## Task details
Copy all of the data below exactly as it is given.

## Exercise data
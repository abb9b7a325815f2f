pub mod client;

pub use client::{FetchError, SourceConfig, StatsClient};
//! Statistics flattener: turns one site's nested statistics into flat records.
//!
//! Every extractor is lazy and yields one `Result` per leaf entry, so the
//! caller decides whether a malformed entry ends the cycle or is skipped.
//! Values are copied through untouched; only a missing key is an error.

mod families;

use crate::domain::statistics::display_id;
use crate::domain::{FlatRecord, MetricDetail, MetricFamily, SiteStatistics, TimestampedEntry};
use serde_json::Value;
use std::{fmt, iter};
use thiserror::Error;

pub use families::{error_response_types, origin_response_time, pop_latency};

/// Where in the payload a flattening failure was found.
#[derive(Debug, Clone, PartialEq, Eq)]
pub enum Location {
    Entry { account_id: String },
    Site { site_id: String },
    Family { family: MetricFamily, site_id: String },
}

impl fmt::Display for Location {
    fn fmt(&self, f: &mut fmt::Formatter<'_>) -> fmt::Result {
        match self {
            Location::Entry { account_id } => write!(f, "entry of account {account_id}"),
            Location::Site { site_id } => write!(f, "site {site_id}"),
            Location::Family { family, site_id } => write!(f, "{family} of site {site_id}"),
        }
    }
}

#[derive(Error, Debug, Clone, PartialEq, Eq)]
pub enum FlattenError {
    #[error("Missing field `{field}` in {location}")]
    MissingField {
        field: &'static str,
        location: Location,
    },
    #[error("Unexpected shape for {location}: expected {expected}")]
    UnexpectedShape {
        location: Location,
        expected: &'static str,
    },
}

pub type RecordResult = Result<FlatRecord, FlattenError>;
pub type RecordIter<'a> = Box<dyn Iterator<Item = RecordResult> + Send + 'a>;

/// Entry-level fields every record of the entry inherits.
#[derive(Debug, Clone, Copy)]
pub struct EntryScope<'a> {
    pub timestamp: &'a Value,
    pub account_id: &'a Value,
    sites: &'a [Value],
}

impl<'a> EntryScope<'a> {
    /// Requires `timestamp` and `accountId`. A missing site list is empty.
    pub fn parse(entry: &'a TimestampedEntry) -> Result<Self, FlattenError> {
        let location = || Location::Entry {
            account_id: display_id(entry.account_id()),
        };
        let missing = |field| FlattenError::MissingField {
            field,
            location: location(),
        };

        let timestamp = entry.timestamp().ok_or_else(|| missing("timestamp"))?;
        let account_id = entry.account_id().ok_or_else(|| missing("accountId"))?;
        let sites = match entry.sites() {
            None => &[][..],
            Some(Value::Array(sites)) => sites.as_slice(),
            Some(_) => {
                return Err(FlattenError::UnexpectedShape {
                    location: location(),
                    expected: "array of sites",
                });
            }
        };

        Ok(Self {
            timestamp,
            account_id,
            sites,
        })
    }

    pub fn sites(self) -> impl Iterator<Item = SiteStatistics<'a>> + 'a {
        self.sites.iter().map(SiteStatistics::new)
    }
}

/// Entry and site fields every record of one site inherits.
#[derive(Debug, Clone, Copy)]
pub struct SiteScope<'a> {
    entry: EntryScope<'a>,
    site_id: &'a Value,
    site_name: &'a Value,
    site: SiteStatistics<'a>,
}

impl<'a> SiteScope<'a> {
    /// Requires `siteId` and `siteName`.
    pub fn new(entry: EntryScope<'a>, site: SiteStatistics<'a>) -> Result<Self, FlattenError> {
        let missing = |field| FlattenError::MissingField {
            field,
            location: Location::Site {
                site_id: display_id(site.site_id()),
            },
        };

        let site_id = site.site_id().ok_or_else(|| missing("siteId"))?;
        let site_name = site.site_name().ok_or_else(|| missing("siteName"))?;
        Ok(Self {
            entry,
            site_id,
            site_name,
            site,
        })
    }

    fn record(&self, detail: MetricDetail) -> FlatRecord {
        FlatRecord {
            timestamp: self.entry.timestamp.clone(),
            account_id: self.entry.account_id.clone(),
            site_id: self.site_id.clone(),
            site_name: self.site_name.clone(),
            detail,
        }
    }

    fn location(&self, family: MetricFamily) -> Location {
        Location::Family {
            family,
            site_id: display_id(Some(self.site_id)),
        }
    }

    fn unexpected_shape(&self, family: MetricFamily, expected: &'static str) -> FlattenError {
        FlattenError::UnexpectedShape {
            location: self.location(family),
            expected,
        }
    }

    /// Reads a required key of one leaf object.
    fn field<'v>(
        &self,
        family: MetricFamily,
        entry: &'v Value,
        field: &'static str,
    ) -> Result<&'v Value, FlattenError> {
        match entry {
            Value::Object(fields) => fields.get(field).ok_or_else(|| FlattenError::MissingField {
                field,
                location: self.location(family),
            }),
            _ => Err(self.unexpected_shape(family, "object")),
        }
    }
}

/// Flattens every metric family of one site in emission order:
/// error response types, then origin response time, then PoP latency.
///
/// Sites without statistics yield nothing and are not inspected further.
pub fn flatten_site<'a>(entry: EntryScope<'a>, site: SiteStatistics<'a>) -> RecordIter<'a> {
    if !site.has_statistics() {
        return Box::new(iter::empty());
    }

    let scope = match SiteScope::new(entry, site) {
        Ok(scope) => scope,
        Err(e) => return Box::new(iter::once(Err(e))),
    };
    if !matches!(site.statistics(), Some(Value::Object(_))) {
        return Box::new(iter::once(Err(FlattenError::UnexpectedShape {
            location: Location::Site {
                site_id: display_id(Some(scope.site_id)),
            },
            expected: "statistics object",
        })));
    }

    Box::new(
        error_response_types(scope)
            .chain(origin_response_time(scope))
            .chain(pop_latency(scope)),
    )
}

## Your response
repository abb9b7a325815f2f
pub mod client;

pub use client::{FetchError, SourceConfig, StatsClient};
//! Statistics flattener: turns one site's nested statistics into flat records.
//!
//! Every extractor is lazy and yields one `Result` per leaf entry, so the
//! caller decides whether a malformed entry ends the cycle or is skipped.
//! Values are copied through untouched; only a missing key is an error.

mod families;

use crate::domain::statistics::display_id;
use crate::domain::{FlatRecord, MetricDetail, MetricFamily, SiteStatistics, TimestampedEntry};
use serde_json::Value;
use std::{fmt, iter};
use thiserror::Error;

pub use families::{error_response_types, origin_response_time, pop_latency};

/// Where in the payload a flattening failure was found.
#[derive(Debug, Clone, PartialEq, Eq)]
pub enum Location {
    Entry { account_id: String },
    Site { site_id: String },
    Family { family: MetricFamily, site_id: String },
}

impl fmt::Display for Location {
    fn fmt(&self, f: &mut fmt::Formatter<'_>) -> fmt::Result {
        match self {
            Location::Entry { account_id } => write!(f, "entry of account {account_id}"),
            Location::Site { site_id } => write!(f, "site {site_id}"),
            Location::Family { family, site_id } => write!(f, "{family} of site {site_id}"),
        }
    }
}

#[derive(Error, Debug, Clone, PartialEq, Eq)]
pub enum FlattenError {
    #[error("Missing field `{field}` in {location}")]
    MissingField {
        field: &'static str,
        location: Location,
    },
    #[error("Unexpected shape for {location}: expected {expected}")]
    UnexpectedShape {
        location: Location,
        expected: &'static str,
    },
}

pub type RecordResult = Result<FlatRecord, FlattenError>;
pub type RecordIter<'a> = Box<dyn Iterator<Item = RecordResult> + Send + 'a>;

/// Entry-level fields every record of the entry inherits.
#[derive(Debug, Clone, Copy)]
pub struct EntryScope<'a> {
    pub timestamp: &'a Value,
    pub account_id: &'a Value,
    sites: &'a [Value],
}

impl<'a> EntryScope<'a> {
    /// Requires `timestamp` and `accountId`. A missing site list is empty.
    pub fn parse(entry: &'a TimestampedEntry) -> Result<Self, FlattenError> {
        let location = || Location::Entry {
            account_id: display_id(entry.account_id()),
        };
        let missing = |field| FlattenError::MissingField {
            field,
            location: location(),
        };

        let timestamp = entry.timestamp().ok_or_else(|| missing("timestamp"))?;
        let account_id = entry.account_id().ok_or_else(|| missing("accountId"))?;
        let sites = match entry.sites() {
            None => &[][..],
            Some(Value::Array(sites)) => sites.as_slice(),
            Some(_) => {
                return Err(FlattenError::UnexpectedShape {
                    location: location(),
                    expected: "array of sites",
                });
            }
        };

        Ok(Self {
            timestamp,
            account_id,
            sites,
        })
    }

    pub fn sites(self) -> impl Iterator<Item = SiteStatistics<'a>> + 'a {
        self.sites.iter().map(SiteStatistics::new)
    }
}

/// Entry and site fields every record of one site inherits.
#[derive(Debug, Clone, Copy)]
pub struct SiteScope<'a> {
    entry: EntryScope<'a>,
    site_id: &'a Value,
    site_name: &'a Value,
    site: SiteStatistics<'a>,
}

impl<'a> SiteScope<'a> {
    /// Requires `siteId` and `siteName`.
    pub fn new(entry: EntryScope<'a>, site: SiteStatistics<'a>) -> Result<Self, FlattenError> {
        let missing = |field| FlattenError::MissingField {
            field,
            location: Location::Site {
                site_id: display_id(site.site_id()),
            },
        };

        let site_id = site.site_id().ok_or_else(|| missing("siteId"))?;
        let site_name = site.site_name().ok_or_else(|| missing("siteName"))?;
        Ok(Self {
            entry,
            site_id,
            site_name,
            site,
        })
    }

    fn record(&self, detail: MetricDetail) -> FlatRecord {
        FlatRecord {
            timestamp: self.entry.timestamp.clone(),
            account_id: self.entry.account_id.clone(),
            site_id: self.site_id.clone(),
            site_name: self.site_name.clone(),
            detail,
        }
    }

    fn location(&self, family: MetricFamily) -> Location {
        Location::Family {
            family,
            site_id: display_id(Some(self.site_id)),
        }
    }

    fn unexpected_shape(&self, family: MetricFamily, expected: &'static str) -> FlattenError {
        FlattenError::UnexpectedShape {
            location: self.location(family),
            expected,
        }
    }

    /// Reads a required key of one leaf object.
    fn field<'v>(
        &self,
        family: MetricFamily,
        entry: &'v Value,
        field: &'static str,
    ) -> Result<&'v Value, FlattenError> {
        match entry {
            Value::Object(fields) => fields.get(field).ok_or_else(|| FlattenError::MissingField {
                field,
                location: self.location(family),
            }),
            _ => Err(self.unexpected_shape(family, "object")),
        }
    }
}

/// Flattens every metric family of one site in emission order:
/// error response types, then origin response time, then PoP latency.
///
/// Sites without statistics yield nothing and are not inspected further.
pub fn flatten_site<'a>(entry: EntryScope<'a>, site: SiteStatistics<'a>) -> RecordIter<'a> {
    if !site.has_statistics() {
        return Box::new(iter::empty());
    }

    let scope = match SiteScope::new(entry, site) {
        Ok(scope) => scope,
        Err(e) => return Box::new(iter::once(Err(e))),
    };
    if !matches!(site.statistics(), Some(Value::Object(_))) {
        return Box::new(iter::once(Err(FlattenError::UnexpectedShape {
            location: Location::Site {
                site_id: display_id(Some(scope.site_id)),
            },
            expected: "statistics object",
        })));
    }

    Box::new(
        error_response_types(scope)
            .chain(origin_response_time(scope))
            .chain(pop_latency(scope)),
    )
}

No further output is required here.